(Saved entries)
++++++

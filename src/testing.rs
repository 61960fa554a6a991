//! Testing utilities for simplypipe pipelines.
//!
//! This module helps end-users write idiomatic Rust tests for their pipelines:
//!
//! - **Assertions**: run a pipeline and compare its output, counters, or failure
//! - **Fixtures**: shared recorders for side effects, fault injection for
//!   retry/catch paths, and small sample datasets
//!
//! # Quick Start
//!
//! ```no_run
//! use simplypipe::*;
//! use simplypipe::testing::*;
//!
//! #[test]
//! fn doubles_and_counts() {
//!     let seen = Recorder::new();
//!     let p = pipe(vec![1, 2, 3]).tap(seen.tap()).map(|x: i32| x * 2);
//!
//!     let stats = assert_emits(&p, &[2, 4, 6]);
//!     assert_counters(&stats, &RunStats { processed: 3, emitted: 3, ..RunStats::default() });
//!     assert_eq!(seen.take(), vec![1, 2, 3]);
//! }
//! ```
//!
//! # Assertion Functions
//!
//! - [`assert_emits`]: exact, order-dependent output comparison
//! - [`assert_counters`]: compare every counter except `duration`
//! - [`assert_deterministic`]: two runs agree on output and counters
//! - [`assert_fails_with`]: the run ends with an error of a given type
//! - [`assert_all`]: every element satisfies a predicate
//!
//! # Fixtures
//!
//! - [`Recorder`]: thread-safe vector usable from `tap`, `on_error`, and sinks
//! - [`FailFirst`]: fails the first N calls, then delegates to a function
//! - [`Transient`]: a small error type for exercising [`ErrorFilter`](crate::ErrorFilter)

pub mod assertions;
pub mod fixtures;

pub use assertions::*;
pub use fixtures::*;
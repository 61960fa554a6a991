//! Blocking throughput cap for [`Pipe`].

use crate::node::{BoxCursor, Cursor};
use crate::pipeline::Pipe;
use crate::stats::RunStats;
use anyhow::{Context, Result, bail};
use std::thread;
use std::time::{Duration, Instant};

pub(crate) struct RateLimitOp<T> {
    upstream: BoxCursor<T>,
    min_interval: Duration,
    last_emit: Option<Instant>,
}

impl<T> Cursor for RateLimitOp<T> {
    type Item = T;

    fn pull(&mut self, stats: &mut RunStats) -> Result<Option<T>> {
        let Some(item) = self.upstream.pull(stats)? else {
            return Ok(None);
        };
        if let Some(last) = self.last_emit {
            let elapsed = last.elapsed();
            if elapsed < self.min_interval {
                thread::sleep(self.min_interval - elapsed);
            }
        }
        self.last_emit = Some(Instant::now());
        Ok(Some(item))
    }
}

/// Minimum spacing between two emissions for `rate` items per `per`.
pub(crate) fn min_interval(rate: f64, per: Duration) -> Result<Duration> {
    if !rate.is_finite() || rate <= 0.0 {
        bail!("rate must be a positive finite number, got {rate}");
    }
    Duration::try_from_secs_f64(per.as_secs_f64() / rate)
        .with_context(|| format!("rate limit interval out of range ({per:?} / {rate})"))
}

impl<T: 'static> Pipe<T> {
    /// Emit at most `rate` items per second.
    ///
    /// Shorthand for [`rate_limit_per`](Self::rate_limit_per) with a one-second
    /// window.
    #[must_use]
    pub fn rate_limit(self, rate: f64) -> Self {
        self.rate_limit_per(rate, Duration::from_secs(1))
    }

    /// Emit at most `rate` items per `per`.
    ///
    /// Items are never dropped or reordered. Before emitting any item after the
    /// first, the run thread sleeps until `per / rate` has passed since the
    /// previous emission. A non-positive or non-finite `rate` is rejected when the
    /// pipeline is run.
    #[must_use]
    pub fn rate_limit_per(self, rate: f64, per: Duration) -> Self {
        self.chain(format!("rate_limit({rate}/{per:?})"), move |upstream| {
            let cursor: BoxCursor<T> = Box::new(RateLimitOp {
                upstream,
                min_interval: min_interval(rate, per)?,
                last_emit: None,
            });
            Ok(cursor)
        })
    }
}

#[cfg(test)]
mod tests {
    use super::*;

    #[test]
    fn interval_is_per_over_rate() -> Result<()> {
        assert_eq!(min_interval(4.0, Duration::from_secs(1))?, Duration::from_millis(250));
        assert_eq!(min_interval(1.0, Duration::from_secs(2))?, Duration::from_secs(2));
        Ok(())
    }

    #[test]
    fn rejects_bad_rates() {
        assert!(min_interval(0.0, Duration::from_secs(1)).is_err());
        assert!(min_interval(-3.0, Duration::from_secs(1)).is_err());
        assert!(min_interval(f64::NAN, Duration::from_secs(1)).is_err());
        assert!(min_interval(f64::INFINITY, Duration::from_secs(1)).is_err());
    }

    #[test]
    fn rejects_overflowing_interval() {
        assert!(min_interval(f64::MIN_POSITIVE, Duration::from_secs(1)).is_err());
    }
}
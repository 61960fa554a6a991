use anyhow::Result;
use simplypipe::testing::*;
use simplypipe::*;

#[test]
fn dedupe_removes_duplicates() -> Result<()> {
    let stats = assert_emits(&pipe(vec![1, 2, 1, 3, 2]).dedupe(), &[1, 2, 3]);
    assert_eq!(stats.dropped, 2);
    Ok(())
}

#[test]
fn dedupe_preserves_first_seen_order() -> Result<()> {
    let (out, stats) = pipe(vec![3, 1, 2, 1, 3]).dedupe().collect_with_stats()?;
    assert_eq!(out, vec![3, 1, 2]);
    assert_eq!(stats.dropped, 2);
    assert_eq!(stats.processed, 5);
    assert_eq!(stats.emitted, 3);
    Ok(())
}

#[test]
fn dedupe_by_key_keeps_first_item_per_key() -> Result<()> {
    let out = pipe(vec!["a", "A", "b"])
        .dedupe_by(|s: &&str| s.to_lowercase())
        .collect()?;
    assert_eq!(out, vec!["a", "b"]);
    Ok(())
}

#[test]
fn dedupe_by_on_records() -> Result<()> {
    let rows = vec![(1, "first"), (2, "second"), (1, "again"), (3, "third")];
    let out = pipe(rows).dedupe_by(|r: &(i32, &str)| r.0).collect()?;
    assert_eq!(out, vec![(1, "first"), (2, "second"), (3, "third")]);
    Ok(())
}

#[test]
fn bounded_dedupe_evicts_oldest() -> Result<()> {
    // max_size=2: [1, 2] fill the window, 3 evicts 1, so 1 reappears later.
    let stats = assert_emits(&pipe(vec![1, 2, 3, 1]).dedupe_within(2), &[1, 2, 3, 1]);
    assert_eq!(stats.dropped, 0);
    Ok(())
}

#[test]
fn bounded_dedupe_still_drops_within_window() -> Result<()> {
    let (out, stats) = pipe(vec![1, 2, 2, 1, 3, 3, 2])
        .dedupe_within(2)
        .collect_with_stats()?;
    // 3 evicts 1; the final 2 is still inside the window {2, 3}.
    assert_eq!(out, vec![1, 2, 3]);
    assert_eq!(stats.dropped, 4);
    Ok(())
}

#[test]
fn bounded_dedupe_does_not_refresh_on_repeat() -> Result<()> {
    // Seeing 1 again does not make it "recent": 3 still evicts it.
    let out = pipe(vec![1, 2, 1, 3, 1]).dedupe_within(2).collect()?;
    assert_eq!(out, vec![1, 2, 3, 1]);
    Ok(())
}

#[test]
fn bounded_dedupe_by_key() -> Result<()> {
    let out = pipe(sample_words())
        .dedupe_by_within(|w: &String| w.to_lowercase(), 1)
        .collect()?;
    // Only the previous key is remembered, so only adjacent repeats vanish.
    assert_eq!(
        out,
        vec!["alpha", "Beta", "alpha", "gamma", "BETA", "delta", "gamma", "alpha"]
    );

    let out = pipe(vec!["x", "X", "y", "Y", "x"])
        .dedupe_by_within(|s: &&str| s.to_lowercase(), 1)
        .collect()?;
    assert_eq!(out, vec!["x", "y", "x"]);
    Ok(())
}

#[test]
fn zero_window_lets_everything_through() -> Result<()> {
    let (out, stats) = pipe(vec![5, 5, 5]).dedupe_within(0).collect_with_stats()?;
    assert_eq!(out, vec![5, 5, 5]);
    assert_eq!(stats.dropped, 0);
    Ok(())
}

#[test]
fn dedupe_state_does_not_leak_between_runs() -> Result<()> {
    let p = pipe(vec![4, 4, 5]).dedupe();
    let first = assert_deterministic(&p);
    assert_eq!(first, vec![4, 5]);
    Ok(())
}

#[test]
fn dedupe_and_filter_both_count_as_dropped() -> Result<()> {
    let stats = pipe(vec![1, 1, 2, 3, 4, 4])
        .dedupe()
        .filter(|x: &i32| x % 2 == 0)
        .run()?;
    assert_counters(
        &stats,
        &RunStats {
            processed: 6,
            emitted: 2,
            dropped: 4,
            ..RunStats::default()
        },
    );
    Ok(())
}
use anyhow::{Result, anyhow, bail};
use simplypipe::testing::*;
use simplypipe::*;
use std::io;

fn parse(s: &&str) -> Result<i32> {
    Ok(s.parse::<i32>()?)
}

#[test]
fn catch_skips_failures_and_reports_each_once() -> Result<()> {
    let failed = Recorder::new();
    let f = failed.clone();
    let (out, stats) = pipe(vec!["1", "x", "3", "y"])
        .catch(parse, move |item: &&str, _e| f.push(item.to_string()))
        .collect_with_stats()?;

    assert_eq!(out, vec![1, 3]);
    assert_eq!(failed.take(), vec!["x", "y"]);
    assert_counters(
        &stats,
        &RunStats {
            processed: 4,
            emitted: 2,
            errors: 2,
            ..RunStats::default()
        },
    );
    Ok(())
}

#[test]
fn catch_handler_receives_the_error() -> Result<()> {
    let messages = Recorder::new();
    let m = messages.clone();
    pipe(vec![0, 2])
        .catch(
            |x: &i32| -> Result<i32> {
                if *x == 0 {
                    bail!("division by zero");
                }
                Ok(10 / x)
            },
            move |_: &i32, e: &anyhow::Error| m.push(e.to_string()),
        )
        .run()?;
    assert_eq!(messages.take(), vec!["division by zero"]);
    Ok(())
}

#[test]
fn catch_does_not_count_failures_as_dropped() -> Result<()> {
    let stats = pipe(vec!["a", "b"]).catch(parse, |_, _| {}).run()?;
    assert_eq!(stats.errors, 2);
    assert_eq!(stats.dropped, 0);
    assert_eq!(stats.emitted, 0);
    Ok(())
}

#[test]
fn catch_only_traps_matching_errors() -> Result<()> {
    let f = FailFirst::new(1, |x: &i32| *x);
    let out = pipe(vec![1, 2, 3])
        .catch_only(f.into_fn(), |_, _| {}, ErrorFilter::of::<Transient>())
        .collect()?;
    assert_eq!(out, vec![2, 3]);
    Ok(())
}

#[test]
fn catch_only_lets_other_errors_abort_the_run() {
    let handled = Recorder::new();
    let h = handled.clone();
    let p = pipe(vec![1, 2]).catch_only(
        |_: &i32| -> Result<i32> { Err(io::Error::other("broken pipe").into()) },
        move |x: &i32, _e| h.push(*x),
        ErrorFilter::of::<Transient>(),
    );

    let err = assert_fails_with::<_, io::Error>(&p);
    assert_eq!(err.to_string(), "broken pipe");
    assert!(handled.is_empty());
}

#[test]
fn catch_only_with_custom_predicate() -> Result<()> {
    let filter = ErrorFilter::matching(|e| e.to_string().contains("soft"));
    let out = pipe(vec![1, 2, 3])
        .catch_only(
            |x: &i32| -> Result<i32> {
                if *x == 2 {
                    return Err(anyhow!("soft failure"));
                }
                Ok(*x)
            },
            |_, _| {},
            filter,
        )
        .collect()?;
    assert_eq!(out, vec![1, 3]);
    Ok(())
}

#[test]
fn try_map_fails_fast() {
    let seen = Recorder::new();
    let p = pipe(vec!["1", "oops", "3"])
        .try_map(|s: &str| -> Result<i32> { Ok(s.parse::<i32>()?) })
        .tap(seen.tap());

    let err = p.run().unwrap_err();
    assert!(err.is::<std::num::ParseIntError>(), "{err:#}");
    // Items before the failure went through; nothing after it did.
    assert_eq!(seen.take(), vec![1]);
}

#[test]
fn try_map_success_path() -> Result<()> {
    let out = pipe(vec!["4", "5"])
        .try_map(|s: &str| -> Result<i32> { Ok(s.parse::<i32>()?) })
        .collect()?;
    assert_eq!(out, vec![4, 5]);
    Ok(())
}

#[test]
fn fatal_error_is_returned_unmodified() {
    let p = pipe(vec![1]).try_map(|_: i32| -> Result<i32> { Err(Transient("upstream").into()) });
    let err = assert_fails_with::<_, Transient>(&p);
    assert_eq!(err.downcast_ref::<Transient>(), Some(&Transient("upstream")));
    assert_eq!(err.chain().count(), 1);
}

#[test]
fn catch_and_retry_compose() -> Result<()> {
    // Retry absorbs the injected failure; catch drops the unparsable item.
    let f = FailFirst::new(1, |s: &&str| s.to_string());
    let policy = RetryPolicy::new()
        .with_retries(1)
        .with_backoff(std::time::Duration::ZERO);
    let (out, stats) = pipe(vec!["7", "z", "9"])
        .retry_map_with(f.into_fn(), policy)
        .catch(|s: &String| Ok(s.parse::<i32>()?), |_, _| {})
        .collect_with_stats()?;
    assert_eq!(out, vec![7, 9]);
    assert_eq!(stats.errors, 2);
    Ok(())
}
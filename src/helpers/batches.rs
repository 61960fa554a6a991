//! Fixed-size grouping for [`Pipe`].
//!
//! [`Pipe::batch`] turns a stream of `T` into a stream of `Vec<T>` so
//! downstream stages can amortize per-call costs (bulk inserts, batched API
//! requests, vectorized work) while the overall run stays lazy: a group is
//! emitted as soon as it fills, not after the source is exhausted.

use crate::node::{BoxCursor, Cursor};
use crate::pipeline::Pipe;
use crate::stats::RunStats;
use anyhow::{Result, bail};

/// Upper bound on the up-front reservation for one group; larger groups grow on demand.
const MAX_PREALLOC: usize = 1024;

pub(crate) struct BatchOp<T> {
    upstream: BoxCursor<T>,
    size: usize,
    exhausted: bool,
}

impl<T> Cursor for BatchOp<T> {
    type Item = Vec<T>;

    fn pull(&mut self, stats: &mut RunStats) -> Result<Option<Vec<T>>> {
        if self.exhausted {
            return Ok(None);
        }
        let mut group = Vec::with_capacity(self.size.min(MAX_PREALLOC));
        while group.len() < self.size {
            match self.upstream.pull(stats)? {
                Some(item) => group.push(item),
                None => {
                    self.exhausted = true;
                    break;
                }
            }
        }
        if group.is_empty() {
            return Ok(None);
        }
        stats.batches += 1;
        Ok(Some(group))
    }
}

impl<T: 'static> Pipe<T> {
    /// Group items into vectors of `size`.
    ///
    /// Full groups are emitted as soon as they fill; a trailing partial group is
    /// emitted when the input runs out. `N` items therefore produce
    /// `ceil(N / size)` groups, each counted in `batches`.
    ///
    /// A `size` of zero is rejected when the pipeline is run, before any item is
    /// pulled.
    ///
    /// # Example
    /// ```
    /// use simplypipe::*;
    ///
    /// let groups = pipe(0..7).batch(3).collect().unwrap();
    /// assert_eq!(groups, vec![vec![0, 1, 2], vec![3, 4, 5], vec![6]]);
    /// ```
    #[must_use]
    pub fn batch(self, size: usize) -> Pipe<Vec<T>> {
        self.chain(format!("batch({size})"), move |upstream| {
            if size == 0 {
                bail!("batch size must be positive, got 0");
            }
            let cursor: BoxCursor<Vec<T>> = Box::new(BatchOp {
                upstream,
                size,
                exhausted: false,
            });
            Ok(cursor)
        })
    }
}
//! Extension points for custom pipeline stages.
//!
//! - [`CompositeTransform`]: package several operators into one reusable stage
//! - [`Pipe::with_operator`]: plug in a hand-written [`Cursor`](crate::Cursor)
//!
//! Both build on the same lazy chain as the built-in operators, so custom
//! stages share the run's [`RunStats`](crate::RunStats) and are re-created
//! fresh for every run.

use crate::node::BoxCursor;
use crate::pipeline::Pipe;
use anyhow::Result;

/// A reusable, packaged sequence of operators.
///
/// # Example: Email Normalization
/// ```
/// use simplypipe::*;
/// use simplypipe::extensions::CompositeTransform;
///
/// struct NormalizeEmails;
///
/// impl CompositeTransform<String, String> for NormalizeEmails {
///     fn expand(&self, input: Pipe<String>) -> Pipe<String> {
///         input
///             .map(|email: String| email.trim().to_lowercase())
///             .filter(|email: &String| email.contains('@'))
///             .dedupe()
///     }
/// }
///
/// # fn main() -> anyhow::Result<()> {
/// let emails = pipe(vec![
///     "  Alice@EXAMPLE.com  ".to_string(),
///     "invalid".to_string(),
///     "alice@example.com".to_string(),
///     "bob@test.com".to_string(),
/// ]);
///
/// let result = emails.apply_composite(&NormalizeEmails).collect()?;
/// assert_eq!(result, vec!["alice@example.com", "bob@test.com"]);
/// # Ok(())
/// # }
/// ```
pub trait CompositeTransform<I, O>: Send + Sync {
    /// Append this transform's operators to `input`.
    fn expand(&self, input: Pipe<I>) -> Pipe<O>;
}

impl<T: 'static> Pipe<T> {
    /// Apply a composite transform to this pipeline.
    ///
    /// The receiver is left untouched; the transform expands a clone of it.
    pub fn apply_composite<O, CT>(&self, transform: &CT) -> Pipe<O>
    where
        CT: CompositeTransform<T, O> + ?Sized,
    {
        transform.expand(self.clone())
    }

    /// Append a custom operator.
    ///
    /// `wrap` is called once per run with the upstream cursor and returns the
    /// operator's cursor. Returning an error rejects the run before any item is
    /// pulled, which is the place to validate parameters.
    ///
    /// # Example
    /// ```
    /// use simplypipe::*;
    ///
    /// struct Pairwise<T> { upstream: BoxCursor<T>, prev: Option<T> }
    ///
    /// impl<T: Clone> Cursor for Pairwise<T> {
    ///     type Item = (T, T);
    ///     fn pull(&mut self, stats: &mut RunStats) -> anyhow::Result<Option<(T, T)>> {
    ///         while let Some(item) = self.upstream.pull(stats)? {
    ///             if let Some(prev) = self.prev.replace(item.clone()) {
    ///                 return Ok(Some((prev, item)));
    ///             }
    ///         }
    ///         Ok(None)
    ///     }
    /// }
    ///
    /// let pairs = pipe(vec![1, 2, 3])
    ///     .with_operator("pairwise", |upstream| {
    ///         let cursor: BoxCursor<(i32, i32)> = Box::new(Pairwise { upstream, prev: None });
    ///         Ok(cursor)
    ///     })
    ///     .collect()
    ///     .unwrap();
    /// assert_eq!(pairs, vec![(1, 2), (2, 3)]);
    /// ```
    #[must_use]
    pub fn with_operator<O, F>(self, label: impl Into<String>, wrap: F) -> Pipe<O>
    where
        O: 'static,
        F: Fn(BoxCursor<T>) -> Result<BoxCursor<O>> + Send + Sync + 'static,
    {
        self.chain(label, wrap)
    }
}
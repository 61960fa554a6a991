//! # simplypipe
//!
//! A **lazy, composable data pipeline builder**. Attach a chain of stages to a
//! source of items; nothing happens until the pipeline is run, and each run
//! returns a [`RunStats`] summary.
//!
//! ## Key Features
//!
//! - **Lazy builders** - operator methods only record work; [`Pipe::run`] does it
//! - **Pull-based execution** - one item at a time, so infinite sources work with [`take`](Pipe::take)
//! - **Element-wise stages** - map, flat_map, filter, tap
//! - **Stateful stages** - batch, dedupe (exact or bounded), rate_limit, take
//! - **Failure policy** - retry with exponential backoff, catch-and-skip, fail-fast
//! - **Run accounting** - processed/emitted/dropped/batches/errors counters and timing
//!
//! ## Quick Start
//!
//! ```
//! use simplypipe::*;
//! # use anyhow::Result;
//!
//! # fn main() -> Result<()> {
//! let mut out = Vec::new();
//! let stats = pipe(vec!["a", "b", "a", "c", "d"])
//!     .dedupe()
//!     .map(|s: &str| s.to_uppercase())
//!     .batch(2)
//!     .run_with(|group| out.push(group))?;
//!
//! assert_eq!(out, vec![vec!["A", "B"], vec!["C", "D"]]);
//! assert_eq!(stats.processed, 5);
//! assert_eq!(stats.dropped, 1);
//! assert_eq!(stats.batches, 2);
//! # Ok(())
//! # }
//! ```
//!
//! ## Core Concepts
//!
//! ### Pipe
//!
//! A [`Pipe<T>`] is an immutable handle on a source plus a list of pending
//! operators that yield items of type `T`. Each operator method returns a new
//! `Pipe`; clone one to branch. A `Pipe` can be run any number of times, and
//! every run re-creates the source iterator, so the source must be re-iterable
//! (see [`pipe`] and [`from_fn`]).
//!
//! ### Operators
//!
//! - [`map`](Pipe::map), [`flat_map`](Pipe::flat_map), [`filter`](Pipe::filter), [`tap`](Pipe::tap)
//! - [`batch`](Pipe::batch) - fixed-size `Vec<T>` groups
//! - [`dedupe`](Pipe::dedupe), [`dedupe_by`](Pipe::dedupe_by),
//!   [`dedupe_within`](Pipe::dedupe_within), [`dedupe_by_within`](Pipe::dedupe_by_within)
//! - [`rate_limit`](Pipe::rate_limit), [`rate_limit_per`](Pipe::rate_limit_per) - blocking throttle
//! - [`take`](Pipe::take) - stop after `n` items
//! - [`try_map`](Pipe::try_map), [`retry_map`](Pipe::retry_map),
//!   [`retry_map_with`](Pipe::retry_map_with), [`catch`](Pipe::catch),
//!   [`catch_only`](Pipe::catch_only) - fallible transforms
//! - [`inspect`](Pipe::inspect) - `tracing` debug output per item
//!
//! ### Errors
//!
//! Fallible user functions return [`anyhow::Result`]. `retry_map` and `catch`
//! trap only the errors their [`ErrorFilter`] accepts; anything else aborts the
//! run and is returned unchanged from the run call. Invalid operator parameters
//! (a zero batch size, a non-positive rate) are reported when the run starts,
//! before any item is pulled.
//!
//! ### Execution
//!
//! [`Pipe::run`], [`Pipe::run_with`], [`Pipe::try_run_with`],
//! [`Pipe::collect`] and [`Pipe::collect_with_stats`] all go through the
//! [`Runner`], which is single-threaded. `rate_limit` and retry backoff block
//! the calling thread.
//!
//! ## Module Overview
//!
//! - [`pipeline`] - the `Pipe` builder and source constructors
//! - [`node`] - the pull-based [`Cursor`] interface operators implement
//! - [`runner`] - the execution engine
//! - [`stats`] - per-run counters
//! - [`error_filter`] / [`retry`] - failure classification and retry policy
//! - [`extensions`] - composite transforms and custom operators
//! - [`testing`] - assertions and fixtures for pipeline tests

mod collection;
pub mod error_filter;
pub mod extensions;
pub mod node;
pub mod pipeline;
pub mod retry;
pub mod runner;
pub mod stats;
pub mod testing;
mod helpers;

// General re-exports
pub use error_filter::ErrorFilter;
pub use node::{BoxCursor, Cursor};
pub use pipeline::{Explanation, Pipe, from_fn, pipe};
pub use retry::RetryPolicy;
pub use runner::Runner;
pub use stats::RunStats;
//! Fixtures for exercising side effects and failure paths.

use anyhow::Result;
use std::fmt;
use std::sync::atomic::{AtomicUsize, Ordering};
use std::sync::{Arc, Mutex, MutexGuard, PoisonError};

/// Thread-safe shared vector for observing side effects.
///
/// Clones share the same storage, so a recorder can be moved into a `tap` or
/// `on_error` closure stored in a pipeline and read back afterwards.
///
/// # Example
///
/// ```
/// use simplypipe::*;
/// use simplypipe::testing::Recorder;
///
/// let seen = Recorder::new();
/// pipe(vec![1, 2]).tap(seen.tap()).run().unwrap();
/// assert_eq!(seen.take(), vec![1, 2]);
/// ```
#[derive(Debug)]
pub struct Recorder<T> {
    items: Arc<Mutex<Vec<T>>>,
}

impl<T> Clone for Recorder<T> {
    fn clone(&self) -> Self {
        Self {
            items: Arc::clone(&self.items),
        }
    }
}

impl<T> Default for Recorder<T> {
    fn default() -> Self {
        Self {
            items: Arc::new(Mutex::new(Vec::new())),
        }
    }
}

impl<T> Recorder<T> {
    /// Create an empty recorder.
    #[must_use]
    pub fn new() -> Self {
        Self::default()
    }

    /// Append one value.
    pub fn push(&self, item: T) {
        self.lock().push(item);
    }

    /// Number of recorded values.
    #[must_use]
    pub fn len(&self) -> usize {
        self.lock().len()
    }

    /// Whether nothing has been recorded.
    #[must_use]
    pub fn is_empty(&self) -> bool {
        self.lock().is_empty()
    }

    /// Remove and return everything recorded so far.
    #[must_use]
    pub fn take(&self) -> Vec<T> {
        std::mem::take(&mut *self.lock())
    }

    /// A sink closure that records every item.
    pub fn sink(&self) -> impl FnMut(T) + use<T> {
        let rec = self.clone();
        move |item| rec.push(item)
    }

    fn lock(&self) -> MutexGuard<'_, Vec<T>> {
        // A panicking test thread must not hide what was recorded before it.
        self.items.lock().unwrap_or_else(PoisonError::into_inner)
    }
}

impl<T: Clone + Send + 'static> Recorder<T> {
    /// A `tap` closure that records a clone of every item.
    pub fn tap(&self) -> impl Fn(&T) + Send + Sync + use<T> {
        let rec = self.clone();
        move |item: &T| rec.push(item.clone())
    }

    /// A copy of everything recorded so far.
    #[must_use]
    pub fn snapshot(&self) -> Vec<T> {
        self.lock().clone()
    }
}

/// A recoverable-looking error for exercising retry and catch paths.
#[derive(Debug, Clone, Copy, PartialEq, Eq)]
pub struct Transient(pub &'static str);

impl fmt::Display for Transient {
    fn fmt(&self, f: &mut fmt::Formatter<'_>) -> fmt::Result {
        write!(f, "transient failure: {}", self.0)
    }
}

impl std::error::Error for Transient {}

/// A function wrapper that fails its first `failures` calls with [`Transient`].
///
/// The call counter is shared between clones and across items and runs.
///
/// # Example
///
/// ```
/// use simplypipe::testing::FailFirst;
///
/// let f = FailFirst::new(2, |x: &i32| x + 1);
/// assert!(f.call(&1).is_err());
/// assert!(f.call(&1).is_err());
/// assert_eq!(f.call(&1).unwrap(), 2);
/// assert_eq!(f.calls(), 3);
/// ```
pub struct FailFirst<F> {
    failures: usize,
    calls: Arc<AtomicUsize>,
    f: Arc<F>,
}

impl<F> Clone for FailFirst<F> {
    fn clone(&self) -> Self {
        Self {
            failures: self.failures,
            calls: Arc::clone(&self.calls),
            f: Arc::clone(&self.f),
        }
    }
}

impl<F> FailFirst<F> {
    /// Fail `failures` times, then delegate to `f`.
    pub fn new(failures: usize, f: F) -> Self {
        Self {
            failures,
            calls: Arc::new(AtomicUsize::new(0)),
            f: Arc::new(f),
        }
    }

    /// Calls made so far, failed ones included.
    #[must_use]
    pub fn calls(&self) -> usize {
        self.calls.load(Ordering::SeqCst)
    }

    /// Invoke the wrapper once.
    ///
    /// # Errors
    ///
    /// Returns [`Transient`] while the failure budget lasts.
    pub fn call<T, O>(&self, item: &T) -> Result<O>
    where
        F: Fn(&T) -> O,
    {
        let n = self.calls.fetch_add(1, Ordering::SeqCst);
        if n < self.failures {
            return Err(Transient("injected").into());
        }
        Ok((*self.f)(item))
    }

    /// The wrapper as a closure suitable for `retry_map` or `catch`.
    pub fn into_fn<T, O>(self) -> impl Fn(&T) -> Result<O> + Send + Sync + 'static
    where
        T: 'static,
        O: 'static,
        F: Fn(&T) -> O + Send + Sync + 'static,
    {
        move |item: &T| self.call(item)
    }
}

/// A handful of words with repeats and mixed case, for dedupe and filter tests.
#[must_use]
pub fn sample_words() -> Vec<String> {
    ["alpha", "Beta", "alpha", "gamma", "BETA", "delta", "gamma", "alpha"]
        .into_iter()
        .map(String::from)
        .collect()
}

++++++

Aim of the exercise: The lines running from the start of the data through the one that contains "use std::thread;" should be reproduced exactly, and only those.

Solved exercise:
filename src/testing.rs
repository 61960fa554a6a991
//! Testing utilities for simplypipe pipelines.
//!
//! This module helps end-users write idiomatic Rust tests for their pipelines:
//!
//! - **Assertions**: run a pipeline and compare its output, counters, or failure
//! - **Fixtures**: shared recorders for side effects, fault injection for
//!   retry/catch paths, and small sample datasets
//!
//! # Quick Start
//!
//! ```no_run
//! use simplypipe::*;
//! use simplypipe::testing::*;
//!
//! #[test]
//! fn doubles_and_counts() {
//!     let seen = Recorder::new();
//!     let p = pipe(vec![1, 2, 3]).tap(seen.tap()).map(|x: i32| x * 2);
//!
//!     let stats = assert_emits(&p, &[2, 4, 6]);
//!     assert_counters(&stats, &RunStats { processed: 3, emitted: 3, ..RunStats::default() });
//!     assert_eq!(seen.take(), vec![1, 2, 3]);
//! }
//! ```
//!
//! # Assertion Functions
//!
//! - [`assert_emits`]: exact, order-dependent output comparison
//! - [`assert_counters`]: compare every counter except `duration`
//! - [`assert_deterministic`]: two runs agree on output and counters
//! - [`assert_fails_with`]: the run ends with an error of a given type
//! - [`assert_all`]: every element satisfies a predicate
//!
//! # Fixtures
//!
//! - [`Recorder`]: thread-safe vector usable from `tap`, `on_error`, and sinks
//! - [`FailFirst`]: fails the first N calls, then delegates to a function
//! - [`Transient`]: a small error type for exercising [`ErrorFilter`](crate::ErrorFilter)

pub mod assertions;
pub mod fixtures;

pub use assertions::*;
pub use fixtures::*;
repository 61960fa554a6a991
//! Blocking throughput cap for [`Pipe`].

use crate::node::{BoxCursor, Cursor};
use crate::pipeline::Pipe;
use crate::stats::RunStats;
use anyhow::{Context, Result, bail};
use std::thread;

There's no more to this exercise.